Task to complete
Please copy out all lines of the entries that contain the word "Duration".

Stored items from a collection

-=-=-

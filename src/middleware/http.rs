//! Transport layers that sit inside the HSTS middleware.
//!
//! Responsibility:
//! - X-Request-Id generation + propagation
//! - Access log (TraceLayer)
//! - Request body limit (413) and request timeout (408)
//!
//! Every failure in this stack leaves as a response, never as a service
//! error. The HSTS middleware wraps this stack and only ever sees responses.

use std::time::Duration;

use axum::Router;
use axum::error_handling::HandleErrorLayer;
use axum::http::{StatusCode, header::HeaderName};
use tower::timeout::{TimeoutLayer, error::Elapsed};
use tower::{BoxError, ServiceBuilder};
use tower_http::limit::RequestBodyLimitLayer;
use tower_http::request_id::{MakeRequestUuid, PropagateRequestIdLayer, SetRequestIdLayer};
use tower_http::trace::TraceLayer;

const REQUEST_ID_HEADER: &str = "x-request-id";

pub const BODY_LIMIT_DEFAULT: usize = 1024 * 1024;
pub const TIMEOUT_DEFAULT: Duration = Duration::from_secs(30);

/// Limits enforced before a request reaches a handler.
#[derive(Debug, Clone, Copy, PartialEq, Eq)]
pub struct HttpLimits {
    pub body_limit_bytes: usize,
    pub request_timeout: Duration,
}

impl Default for HttpLimits {
    fn default() -> Self {
        Self {
            body_limit_bytes: BODY_LIMIT_DEFAULT,
            request_timeout: TIMEOUT_DEFAULT,
        }
    }
}

pub fn apply(router: Router, limits: HttpLimits) -> Router {
    let request_id = HeaderName::from_static(REQUEST_ID_HEADER);

    let layers = ServiceBuilder::new()
        .layer(HandleErrorLayer::new(error_status))
        .layer(SetRequestIdLayer::new(request_id.clone(), MakeRequestUuid))
        .layer(PropagateRequestIdLayer::new(request_id))
        .layer(RequestBodyLimitLayer::new(limits.body_limit_bytes))
        .layer(TimeoutLayer::new(limits.request_timeout))
        .layer(TraceLayer::new_for_http());

    router.layer(layers)
}

async fn error_status(err: BoxError) -> StatusCode {
    if err.is::<Elapsed>() {
        tracing::debug!("request timed out");
        StatusCode::REQUEST_TIMEOUT
    } else {
        tracing::error!(error = %err, "unhandled middleware error");
        StatusCode::INTERNAL_SERVER_ERROR
    }
}

#[cfg(test)]
mod tests {
    use axum::{
        body::Body,
        http::{Request, header::CONTENT_LENGTH},
        routing::{get, post},
    };
    use tower::ServiceExt;

    use super::*;

    fn router(limits: HttpLimits) -> Router {
        let router = Router::new()
            .route("/", get(|| async { "ok" }))
            .route("/echo", post(|body: String| async move { body }))
            .route(
                "/slow",
                get(|| async {
                    tokio::time::sleep(Duration::from_secs(5)).await;
                    "late"
                }),
            );
        apply(router, limits)
    }

    #[tokio::test]
    async fn generates_request_id() {
        let req = Request::builder().uri("/").body(Body::empty()).unwrap();
        let res = router(HttpLimits::default()).oneshot(req).await.unwrap();

        assert_eq!(res.status(), StatusCode::OK);
        assert!(res.headers().contains_key(REQUEST_ID_HEADER));
    }

    #[tokio::test]
    async fn keeps_caller_request_id() {
        let req = Request::builder()
            .uri("/")
            .header(REQUEST_ID_HEADER, "abc-123")
            .body(Body::empty())
            .unwrap();
        let res = router(HttpLimits::default()).oneshot(req).await.unwrap();

        assert_eq!(res.headers().get(REQUEST_ID_HEADER).unwrap(), "abc-123");
    }

    #[tokio::test]
    async fn oversized_body_is_rejected_with_413() {
        let limits = HttpLimits {
            body_limit_bytes: 4,
            ..HttpLimits::default()
        };
        let req = Request::builder()
            .method("POST")
            .uri("/echo")
            .header(CONTENT_LENGTH, "10")
            .body(Body::from("0123456789"))
            .unwrap();

        let res = router(limits).oneshot(req).await.unwrap();

        assert_eq!(res.status(), StatusCode::PAYLOAD_TOO_LARGE);
    }

    #[tokio::test]
    async fn slow_handler_times_out_with_408() {
        let limits = HttpLimits {
            request_timeout: Duration::from_millis(20),
            ..HttpLimits::default()
        };
        let req = Request::builder().uri("/slow").body(Body::empty()).unwrap();

        let res = router(limits).oneshot(req).await.unwrap();

        assert_eq!(res.status(), StatusCode::REQUEST_TIMEOUT);
    }
}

-=-=-

Result of the task
use std::time::Duration;
pub const TIMEOUT_DEFAULT: Duration = Duration::from_secs(30);
    pub request_timeout: Duration,
                    tokio::time::sleep(Duration::from_secs(5)).await;
            request_timeout: Duration::from_millis(20),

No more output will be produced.